The last edition of our Insurance Industry Corporate Governance Newsletter covered climate-related disclosure requirements applicable to public and private insurance companies, including the recently adopted final U.S. Securities and Exchange Commission rule for climate-related disclosures. 

This month, we focus on the Federal Trade Commission’s (the “FTC”) final rule on post-employment noncompete agreements, which will have a substantial impact on the insurance and brokerage industries should the rule survive pending legal challenges.
In late April 2024, the Federal Trade Commission (the “FTC”) issued its final rule on post-employment noncompete agreements with workers. Key highlights include:
  • No new post-employment noncompetes. The final rule bans employers from entering into or attempting to enter into new post-employment noncompetes with any worker after the effective date of the rule, including senior executives. The rule applies broadly to all workers, paid or unpaid, including employees, independent contractors and sole proprietors who provide services to a person.
  • Limited grandfathering of existing noncompetes permitted for senior executives but banned for other workers (with notice required). The final rule allows noncompetes with certain senior executives entered into before the effective date to remain in effect. However, employers would be prohibited from enforcing or attempting to enforce an existing noncompete clause with any other worker. In addition, employers must provide notice to any such worker by the effective date that the noncompete will not be enforced. The final rule does not require individualized notice or rescission (i.e., legal modification) of existing noncompetes.
  • Exception for seller noncompetes. The final rule does not apply to noncompetes entered into pursuant to a bona fide sale of a business entity. There is no requirement that the worker have at least a 25% ownership threshold for this exception to apply.
The effective date of the final rule is September 4, 2024. The final rule will supersede state law to the extent state law would otherwise permit or authorize a person to engage in conduct that is “an unfair method of competition” under the FTC’s final rule or conflict with its notice requirement. State noncompete laws would still govern the enforceability of noncompetes with senior executives that are grandfathered by the FTC’s final rule and sale-of-business noncompetes. In addition, the FTC’s final rule allows for parallel enforcement by state attorneys general and other state agencies of state noncompete laws.

A challenge to the FTC's final rule is currently pending in federal court in the Northern District of Texas. The plaintiffs, including Ryan LLC, the U.S. Chamber of Commerce, and other business groups, have filed a motion seeking a stay of the rule’s effective date and a preliminary injunction against the rule. The court is scheduled to rule on this motion by July 3, 2024.

Requirements of the Final Rule

What Is Considered a Noncompete Clause under the Final Rule?

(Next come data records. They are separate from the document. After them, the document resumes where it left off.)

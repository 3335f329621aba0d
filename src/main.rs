mod output;
mod tree;

use anyhow::{Context, Result};
use clap::{Parser, Subcommand};
use std::path::PathBuf;
use tree::{SuffixTree, TreeStats, SENTINEL_BYTE};

#[derive(Parser)]
#[command(name = "stxi")]
#[command(about = "Suffix tree text index - fast repeated substring search")]
struct Cli {
    #[command(subcommand)]
    command: Commands,
}

#[derive(Subcommand)]
enum Commands {
    /// Find every occurrence of a pattern in a file
    Search {
        /// Pattern to look for
        pattern: String,

        /// File to index
        file: PathBuf,

        /// Print offsets sorted ascending
        #[arg(short, long)]
        sorted: bool,

        /// Print only the number of occurrences
        #[arg(short, long)]
        count: bool,

        /// Emit offsets as JSON
        #[arg(long)]
        json: bool,

        /// Disable colored output
        #[arg(long)]
        no_color: bool,
    },
    /// Test whether a pattern occurs in a file (exit code 1 if absent)
    Contains {
        /// Pattern to look for
        pattern: String,

        /// File to index
        file: PathBuf,
    },
    /// Show statistics of the tree built for a file
    Stats {
        /// File to index
        file: PathBuf,

        /// Emit statistics as JSON
        #[arg(long)]
        json: bool,
    },
}

fn main() -> Result<()> {
    let cli = Cli::parse();

    match cli.command {
        Commands::Search {
            pattern,
            file,
            sorted,
            count,
            json,
            no_color,
        } => {
            let tree = build_tree(&file)?;
            let mut offsets = tree.search(pattern.as_bytes())?;
            if sorted || json || count {
                offsets.sort_unstable();
            }

            if count {
                println!("{}", offsets.len());
            } else if json {
                println!("{}", serde_json::to_string(&offsets)?);
            } else {
                output::print_occurrences(&tree, pattern.len(), &offsets, !no_color)?;
            }
        }
        Commands::Contains { pattern, file } => {
            let tree = build_tree(&file)?;
            if tree.contains(pattern.as_bytes())? {
                println!("match");
            } else {
                println!("no match");
                std::process::exit(1);
            }
        }
        Commands::Stats { file, json } => {
            let tree = build_tree(&file)?;
            let stats = TreeStats::gather(&tree);
            if json {
                println!("{}", serde_json::to_string_pretty(&stats)?);
            } else {
                tree::stats::show_stats(&stats);
            }
        }
    }

    Ok(())
}

/// Read the file and build its tree, appending the sentinel byte when
/// missing so every suffix terminates at a distinct leaf.
fn build_tree(file: &PathBuf) -> Result<SuffixTree> {
    let mut text = std::fs::read(file)
        .with_context(|| format!("failed to read {}", file.display()))?;
    if text.last() != Some(&SENTINEL_BYTE) {
        text.push(SENTINEL_BYTE);
    }
    let tree = SuffixTree::build(text)
        .with_context(|| format!("failed to index {}", file.display()))?;
    Ok(tree)
}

Under the final rule, a noncompete clause is defined as a term or condition of employment (including a contractual term or workplace policy) that prohibits a worker from, penalizes a worker for or functions to prevent a worker from either: (1) seeking or accepting work in the United States with a different person where such work would begin after conclusion of their employment; or (2) operating a business in the United States after conclusion of their employment.

A noncompete clause under the final rule includes a term or condition that expressly prohibits a worker from seeking or accepting other work or starting a business after their employment ends. As noted above, a noncompete also includes a clause that “penalizes” a worker for doing so, such as liquidated damages provisions, forfeiture-for-competition provisions (where post-employment compensation and benefits are forfeited if the employee engages in competitive activity) and severance arrangements in which the worker is paid only if they refrain from competing. Certain other provisions, such as nondisclosure agreements (“NDAs”), training repayment agreement provisions (“TRAPs”) and nonsolicitation agreements, may also be considered noncompete clauses under the rule if they are broad enough to “function to prevent” a worker from (or penalize a worker for) seeking or accepting other work or operating a business after they leave their employer. For these other types of provisions, case-by-case adjudication would be required as to whether they are considered noncompetes under the FTC’s final rule.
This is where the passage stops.